Task brief - Search the entries below for the word "streaming" and copy each line that has it.

Stored data -
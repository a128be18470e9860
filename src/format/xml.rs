//! XML format: namespace/version-checking validator and a rule-based
//! streaming transform formatter.

use super::{DocFormatter, DocValidator, DocumentType, FormatError};
use crate::xml::Element;
use quick_xml::{
    Reader, Writer,
    events::{BytesEnd, BytesStart, Event},
};
use std::fs;
use std::io::Cursor;
use std::path::{Path, PathBuf};
use std::sync::OnceLock;

pub const XML_CONTENT_TYPE: &str = "application/xml";

/// Validates that a document is well-formed XML and that its root
/// element's namespace and version match the schema it was registered
/// with.
pub struct XmlValidator {
    doc_type: DocumentType,
    namespace: Option<String>,
}

impl XmlValidator {
    /// Accept any well-formed XML document.
    pub fn any() -> Self {
        XmlValidator {
            doc_type: DocumentType::new(XML_CONTENT_TYPE),
            namespace: None,
        }
    }

    /// Build a validator from a schema file: `targetNamespace` gives the
    /// required root namespace, `version` the schema version.
    pub fn from_schema(path: &Path) -> Result<Self, FormatError> {
        let bytes = fs::read(path).map_err(|e| FormatError::Io(path.to_path_buf(), e))?;
        let root = Element::parse(&bytes).map_err(|e| FormatError::Schema {
            expected: DocumentType::new(XML_CONTENT_TYPE),
            message: format!("schema file `{}` is not valid XML: {e}", path.display()),
        })?;
        let namespace = root.attr("targetNamespace").map(str::to_string);
        let version = root.attr("version").map(str::to_string);
        Ok(XmlValidator {
            doc_type: DocumentType {
                content_type: XML_CONTENT_TYPE.to_string(),
                version,
            },
            namespace,
        })
    }

    /// Scan the whole document, returning the root element's start tag.
    fn check_well_formed(&self, input: &[u8]) -> Result<Element, FormatError> {
        let schema_error = |message: String| FormatError::Schema {
            expected: self.doc_type.clone(),
            message,
        };
        let root = Element::parse(input).map_err(|e| schema_error(e.to_string()))?;
        if let Some(namespace) = &self.namespace {
            let found = root.attr("xmlns").unwrap_or_default();
            if found != namespace {
                return Err(schema_error(format!(
                    "root namespace `{found}` does not match schema namespace `{namespace}`"
                )));
            }
        }
        Ok(root)
    }
}

impl DocValidator for XmlValidator {
    fn doc_type(&self) -> DocumentType {
        self.doc_type.clone()
    }

    fn validate(&self, input: &[u8], requested: &DocumentType) -> Result<DocumentType, FormatError> {
        let root = self.check_well_formed(input)?;

        // The document's declared type: the root's version attribute,
        // falling back to the schema's own version.
        let declared = DocumentType {
            content_type: XML_CONTENT_TYPE.to_string(),
            version: root
                .attr("version")
                .map(str::to_string)
                .or_else(|| self.doc_type.version.clone()),
        };
        if !declared.is(&self.doc_type) {
            return Err(FormatError::WrongType {
                found: declared,
                expected: self.doc_type.clone(),
            });
        }
        if !declared.is(requested) {
            return Err(FormatError::WrongType {
                found: declared,
                expected: requested.clone(),
            });
        }
        Ok(declared)
    }
}

/// One element-rewrite rule from a transform file.
#[derive(Debug, Clone)]
struct Rule {
    matches: String,
    rename: Option<String>,
    drop: bool,
}

/// A streaming, rule-based transform: elements are renamed or dropped
/// (with their subtree) according to the transform file; everything else
/// passes through. With no rules this is the identity formatter.
pub struct TransformFormatter {
    transform: Option<PathBuf>,
    output_type: DocumentType,
    rules: OnceLock<Vec<Rule>>,
}

impl TransformFormatter {
    /// Identity formatter for plain XML.
    pub fn identity() -> Self {
        TransformFormatter {
            transform: None,
            output_type: DocumentType::new(XML_CONTENT_TYPE),
            rules: OnceLock::new(),
        }
    }

    /// Formatter applying the rules in `transform`, producing `output_type`.
    pub fn from_file(transform: PathBuf, output_type: DocumentType) -> Self {
        TransformFormatter {
            transform: Some(transform),
            output_type,
            rules: OnceLock::new(),
        }
    }

    fn load_rules(path: &Path) -> Result<Vec<Rule>, FormatError> {
        let bytes = fs::read(path).map_err(|e| FormatError::Io(path.to_path_buf(), e))?;
        let root = Element::parse(&bytes)
            .map_err(|e| FormatError::Transform(format!("`{}`: {e}", path.display())))?;
        let mut rules = Vec::new();
        for rule in root.elements() {
            if rule.name != "Rule" {
                continue;
            }
            let Some(matches) = rule.attr("match") else {
                return Err(FormatError::Transform(format!(
                    "`{}`: Rule element without a match attribute",
                    path.display()
                )));
            };
            rules.push(Rule {
                matches: matches.to_string(),
                rename: rule.attr("rename").map(str::to_string),
                drop: rule.attr("drop") == Some("true"),
            });
        }
        Ok(rules)
    }

    fn rule_for(&self, name: &[u8]) -> Option<&Rule> {
        self.rules
            .get()?
            .iter()
            .find(|r| r.matches.as_bytes() == name)
    }
}

impl DocFormatter for TransformFormatter {
    fn output_type(&self) -> DocumentType {
        self.output_type.clone()
    }

    fn initialize(&self) -> Result<(), FormatError> {
        if let Some(path) = &self.transform {
            let rules = Self::load_rules(path)?;
            self.rules.set(rules).ok();
        }
        Ok(())
    }

    fn convert(&self, input: &[u8], output: &mut Vec<u8>) -> Result<(), FormatError> {
        let mut reader = Reader::from_reader(input);
        reader.config_mut().trim_text(false);
        let mut writer = Writer::new(Cursor::new(Vec::with_capacity(input.len())));
        // Namespace declarations are only stripped when a rule set was
        // loaded; with no rules this formatter is a byte-level identity.
        let transforming = self.rules.get().is_some();
        // Depth counter for a dropped subtree; 0 means not dropping.
        let mut dropping = 0usize;

        loop {
            let event = reader.read_event().map_err(|e| {
                FormatError::Transform(format!(
                    "XML error at byte {}: {e}",
                    reader.error_position()
                ))
            })?;
            match event {
                Event::Start(start) => {
                    if dropping > 0 {
                        dropping += 1;
                        continue;
                    }
                    match self.rule_for(start.name().as_ref()) {
                        Some(rule) if rule.drop => dropping = 1,
                        Some(Rule {
                            rename: Some(to), ..
                        }) => {
                            write(&mut writer, Event::Start(rename_start(&start, to)))?;
                        }
                        _ if transforming => {
                            write(&mut writer, Event::Start(strip_xmlns(&start)))?;
                        }
                        _ => write(&mut writer, Event::Start(start))?,
                    }
                }
                Event::Empty(start) => {
                    if dropping > 0 {
                        continue;
                    }
                    match self.rule_for(start.name().as_ref()) {
                        Some(rule) if rule.drop => {}
                        Some(Rule {
                            rename: Some(to), ..
                        }) => {
                            write(&mut writer, Event::Empty(rename_start(&start, to)))?;
                        }
                        _ if transforming => {
                            write(&mut writer, Event::Empty(strip_xmlns(&start)))?;
                        }
                        _ => write(&mut writer, Event::Empty(start))?,
                    }
                }
                Event::End(end) => {
                    if dropping > 0 {
                        dropping -= 1;
                        continue;
                    }
                    match self.rule_for(end.name().as_ref()) {
                        Some(Rule {
                            rename: Some(to), ..
                        }) => write(&mut writer, Event::End(BytesEnd::new(to.as_str())))?,
                        _ => write(&mut writer, Event::End(end.to_owned()))?,
                    }
                }
                Event::Eof => break,
                other => {
                    if dropping == 0 {
                        write(&mut writer, other)?;
                    }
                }
            }
        }

        output.extend_from_slice(&writer.into_inner().into_inner());
        Ok(())
    }
}

fn write(writer: &mut Writer<Cursor<Vec<u8>>>, event: Event<'_>) -> Result<(), FormatError> {
    writer
        .write_event(event)
        .map_err(|e| FormatError::Transform(e.to_string()))
}

/// Rebuild a start tag under a new name, keeping non-namespace attributes.
fn rename_start(start: &BytesStart<'_>, name: &str) -> BytesStart<'static> {
    let mut renamed = BytesStart::new(name.to_string());
    for attr in start.attributes().flatten() {
        if !attr.key.as_ref().starts_with(b"xmlns") {
            renamed.push_attribute(attr);
        }
    }
    renamed
}

fn strip_xmlns(start: &BytesStart<'_>) -> BytesStart<'static> {
    let name = String::from_utf8_lossy(start.name().as_ref()).into_owned();
    rename_start(start, &name)
}

#[cfg(test)]
mod tests {
    use super::*;
    use std::io::Write as _;

    #[test]
    fn any_validator_accepts_well_formed_xml() {
        let validator = XmlValidator::any();
        let resolved = validator
            .validate(b"<doc version=\"1.0\"><p/></doc>", &validator.doc_type())
            .unwrap();
        assert_eq!(resolved.version.as_deref(), Some("1.0"));
    }

    #[test]
    fn any_validator_rejects_malformed_xml() {
        let validator = XmlValidator::any();
        let err = validator.validate(b"<doc><p></doc>", &validator.doc_type());
        assert!(matches!(err, Err(FormatError::Schema { .. })));
    }

    #[test]
    fn schema_validator_checks_root_namespace() {
        let mut schema = tempfile::NamedTempFile::new().unwrap();
        schema
            .write_all(b"<schema targetNamespace=\"urn:doc\" version=\"1.0\"/>")
            .unwrap();
        let validator = XmlValidator::from_schema(schema.path()).unwrap();

        let requested = validator.doc_type();
        assert!(
            validator
                .validate(b"<doc xmlns=\"urn:doc\"/>", &requested)
                .is_ok()
        );
        assert!(matches!(
            validator.validate(b"<doc xmlns=\"urn:other\"/>", &requested),
            Err(FormatError::Schema { .. })
        ));
    }

    #[test]
    fn identity_transform_passes_content_through() {
        let formatter = TransformFormatter::identity();
        formatter.initialize().unwrap();
        for source in [
            &b"<doc><p>hi</p></doc>"[..],
            b"<doc xmlns=\"urn:doc\"><p>hi</p></doc>",
        ] {
            let mut output = Vec::new();
            formatter.convert(source, &mut output).unwrap();
            assert_eq!(output, source);
        }
    }

    #[test]
    fn transform_renames_and_drops_elements() {
        let mut transform = tempfile::NamedTempFile::new().unwrap();
        transform
            .write_all(
                b"<Transform>\
                    <Rule match=\"Heading\" rename=\"h1\"/>\
                    <Rule match=\"Meta\" drop=\"true\"/>\
                  </Transform>",
            )
            .unwrap();
        let formatter = TransformFormatter::from_file(
            transform.path().to_path_buf(),
            DocumentType::new("text/html"),
        );
        formatter.initialize().unwrap();

        let mut output = Vec::new();
        formatter
            .convert(
                b"<Doc xmlns=\"urn:doc\"><Meta><Hidden/></Meta><Heading id=\"t\">Title</Heading></Doc>",
                &mut output,
            )
            .unwrap();
        assert_eq!(output, b"<Doc><h1 id=\"t\">Title</h1></Doc>");
    }
}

Written answer -
//! streaming transform formatter.
/// A streaming, rule-based transform: elements are renamed or dropped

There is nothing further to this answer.